THE PROBLEM – Find the lines of data that contain the string "GeometryCheck", then list them.

(Dataset items)
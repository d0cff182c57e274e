//! Check reporting line endpoints not connected to any other line.

use geocheck_types::{GeometryType, Rect, VertexId};

use crate::changes::Changes;
use crate::check::{
    scope_ids, to_map_point, validate_method, CheckConfiguration, CheckError, CheckType,
    GeometryCheck, MergeAttributeIndices,
};
use crate::context::CheckContext;
use crate::error::GeocheckError;
use crate::feedback::Feedback;
use crate::layer_features::{LayerFeatureIds, LayerFeatures};
use crate::pool::FeaturePools;
use crate::utils::{point_on_line, points_fuzzy_equal};

/// Reports endpoints of line features that are not coincident, within the tolerance, with any
/// endpoint or interior point of another line of the same layer.
pub struct DangleCheck {
    context: CheckContext,
}

impl DangleCheck {
    /// Registry id of the check.
    pub const ID: &'static str = "DangleCheck";

    /// Resolution method keeping the feature as is.
    pub const RESOLUTION_NO_CHANGE: usize = 0;

    const COMPATIBLE: &'static [GeometryType] = &[GeometryType::Line];
    const METHODS: &'static [&'static str] = &["No change"];

    /// Creates the check. The check has no configuration keys.
    pub fn new(context: &CheckContext, _configuration: &CheckConfiguration) -> Self {
        Self {
            context: context.clone(),
        }
    }
}

impl GeometryCheck for DangleCheck {
    fn id(&self) -> &'static str {
        Self::ID
    }

    fn description(&self) -> &'static str {
        "Dangle"
    }

    fn check_type(&self) -> CheckType {
        CheckType::FeatureNode
    }

    fn compatible_geometry_types(&self) -> &'static [GeometryType] {
        Self::COMPATIBLE
    }

    fn resolution_methods(&self) -> &'static [&'static str] {
        Self::METHODS
    }

    fn collect_errors(
        &self,
        pools: &FeaturePools,
        errors: &mut Vec<CheckError>,
        messages: &mut Vec<String>,
        feedback: &Feedback,
        ids: Option<&LayerFeatureIds>,
    ) {
        let tol = self.context.tolerance();
        let scope = scope_ids(pools, ids, Self::COMPATIBLE);
        let mut features = LayerFeatures::from_ids(
            pools,
            scope,
            Self::COMPATIBLE.to_vec(),
            &self.context,
            feedback,
            false,
        );
        while let Some(layer_feature) = features.next() {
            let Some(pool) = pools.get(layer_feature.layer_id()) else {
                continue;
            };
            let feature_id = layer_feature.feature().id();
            let geometry = layer_feature.feature().geometry();
            for part in 0..geometry.num_parts() {
                let Some(line) = geometry.ring(part, 0) else {
                    continue;
                };
                let points = line.points();
                if line.is_closed() || points.len() < 2 {
                    continue;
                }
                let endpoints = [(0, points[0]), (points.len() - 1, points[points.len() - 1])];
                for (vertex, point) in endpoints {
                    let search = Rect::from_point(&point).buffered(tol);
                    let connected = pool.ids_in_extent(&search).into_iter().any(|candidate_id| {
                        let Some(candidate) = pool.get_feature(candidate_id) else {
                            return false;
                        };
                        let candidate_geom = candidate.geometry();
                        (0..candidate_geom.num_parts()).any(|candidate_part| {
                            let Some(candidate_line) = candidate_geom.ring(candidate_part, 0)
                            else {
                                return false;
                            };
                            let own_line = candidate_id == feature_id && candidate_part == part;
                            point_on_line(&point, candidate_line, tol, own_line)
                        })
                    });
                    if !connected {
                        errors.push(
                            CheckError::new(
                                Self::ID,
                                &layer_feature,
                                to_map_point(pool.as_ref(), &point),
                            )
                            .with_vidx(VertexId::new(part, 0, vertex)),
                        );
                    }
                }
            }
        }
        if features.skipped() > 0 {
            messages.push(format!(
                "Dangle check: skipped {} features with incompatible geometry types",
                features.skipped()
            ));
        }
    }

    fn fix_error(
        &self,
        pools: &FeaturePools,
        error: &mut CheckError,
        method: usize,
        _merge_attribute_indices: &MergeAttributeIndices,
        _changes: &mut Changes,
    ) -> Result<(), GeocheckError> {
        validate_method(self, method)?;
        if !error.is_pending() {
            return Ok(());
        }
        let feature = pools
            .get(error.layer_id())
            .and_then(|pool| pool.get_feature(error.feature_id()));
        let Some(feature) = feature else {
            error.set_obsolete("the feature no longer exists");
            return Ok(());
        };
        let Some(pool) = pools.get(error.layer_id()) else {
            error.set_obsolete("the layer is no longer available");
            return Ok(());
        };
        let still_there = feature
            .geometry()
            .vertex_at(error.vidx())
            .map(|vertex| {
                let vertex = to_map_point(pool.as_ref(), &vertex);
                points_fuzzy_equal(&vertex, &error.location(), self.context.tolerance())
            })
            .unwrap_or(false);
        if !still_there {
            error.set_obsolete("the dangling endpoint is no longer there");
            return Ok(());
        }
        error.set_fixed(Self::METHODS[method]);
        Ok(())
    }
}

#[cfg(test)]
mod tests {
    use std::sync::Arc;

    use super::*;
    use geocheck_types::{Contour, Crs, Geom, Point2d};
    use crate::check::CheckErrorStatus;
    use crate::feature::FeatureId;
    use crate::pool::MemoryFeaturePool;

    fn line(points: Vec<Point2d>) -> Geom {
        Geom::Line(Contour::open(points))
    }

    fn setup(features: Vec<Geom>) -> (FeaturePools, CheckContext) {
        let mut builder =
            MemoryFeaturePool::builder("roads", GeometryType::Line, Crs::new("EPSG:3857"));
        for geometry in features {
            builder = builder.feature(geometry, vec![]);
        }
        let mut pools = FeaturePools::new();
        pools.insert("roads".to_string(), Arc::new(builder.build()));
        (pools, CheckContext::new(0.001, Crs::new("EPSG:3857")))
    }

    fn collect(pools: &FeaturePools, context: &CheckContext) -> Vec<CheckError> {
        let check = DangleCheck::new(context, &CheckConfiguration::new());
        let mut errors = vec![];
        let mut messages = vec![];
        check.collect_errors(pools, &mut errors, &mut messages, &Feedback::new(), None);
        errors
    }

    #[test]
    fn connected_endpoints_are_not_dangles() {
        let (pools, context) = setup(vec![
            line(vec![Point2d::new(0.0, 0.0), Point2d::new(10.0, 0.0)]),
            line(vec![Point2d::new(10.0, 0.0), Point2d::new(10.0, 10.0)]),
        ]);
        let errors = collect(&pools, &context);
        // only the two free ends dangle
        assert_eq!(errors.len(), 2);
        let locations: Vec<_> = errors.iter().map(|e| e.location()).collect();
        assert!(locations.contains(&Point2d::new(0.0, 0.0)));
        assert!(locations.contains(&Point2d::new(10.0, 10.0)));
    }

    #[test]
    fn endpoint_on_interior_counts_as_connected() {
        let (pools, context) = setup(vec![
            line(vec![Point2d::new(0.0, 0.0), Point2d::new(10.0, 0.0)]),
            // T-junction: ends on the interior of the first line
            line(vec![Point2d::new(5.0, 5.0), Point2d::new(5.0, 0.0)]),
        ]);
        let errors = collect(&pools, &context);
        let dangling: Vec<_> = errors
            .iter()
            .map(|e| (e.feature_id(), e.vidx().vertex))
            .collect();
        assert!(!dangling.contains(&(FeatureId(2), 1)));
        assert_eq!(errors.len(), 3);
    }

    #[test]
    fn tolerance_bridges_small_gaps() {
        let (pools, context) = setup(vec![
            line(vec![Point2d::new(0.0, 0.0), Point2d::new(10.0, 0.0)]),
            line(vec![Point2d::new(10.0005, 0.0), Point2d::new(20.0, 0.0)]),
        ]);
        let errors = collect(&pools, &context);
        // the 0.0005 gap is below the 0.001 tolerance
        assert_eq!(errors.len(), 2);
    }

    #[test]
    fn no_change_fix_validates_the_endpoint() {
        let (pools, context) = setup(vec![line(vec![
            Point2d::new(0.0, 0.0),
            Point2d::new(10.0, 0.0),
        ])]);
        let mut errors = collect(&pools, &context);
        assert_eq!(errors.len(), 2);

        let check = DangleCheck::new(&context, &CheckConfiguration::new());
        let mut changes = Changes::new();
        check
            .fix_error(
                &pools,
                &mut errors[0],
                DangleCheck::RESOLUTION_NO_CHANGE,
                &Default::default(),
                &mut changes,
            )
            .expect("fix failed");
        assert_eq!(errors[0].status(), CheckErrorStatus::Fixed);

        // move the feature before fixing the second error
        let pool = pools.get("roads").expect("missing pool");
        let mut feature = pool.get_feature(errors[1].feature_id()).expect("missing feature");
        feature.set_geometry(line(vec![
            Point2d::new(100.0, 100.0),
            Point2d::new(110.0, 100.0),
        ]));
        assert!(pool.update_feature(feature));

        check
            .fix_error(
                &pools,
                &mut errors[1],
                DangleCheck::RESOLUTION_NO_CHANGE,
                &Default::default(),
                &mut changes,
            )
            .expect("fix failed");
        assert_eq!(errors[1].status(), CheckErrorStatus::Obsolete);
    }
}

RESULT FOR THIS TASK –
    GeometryCheck, MergeAttributeIndices,
impl GeometryCheck for DangleCheck {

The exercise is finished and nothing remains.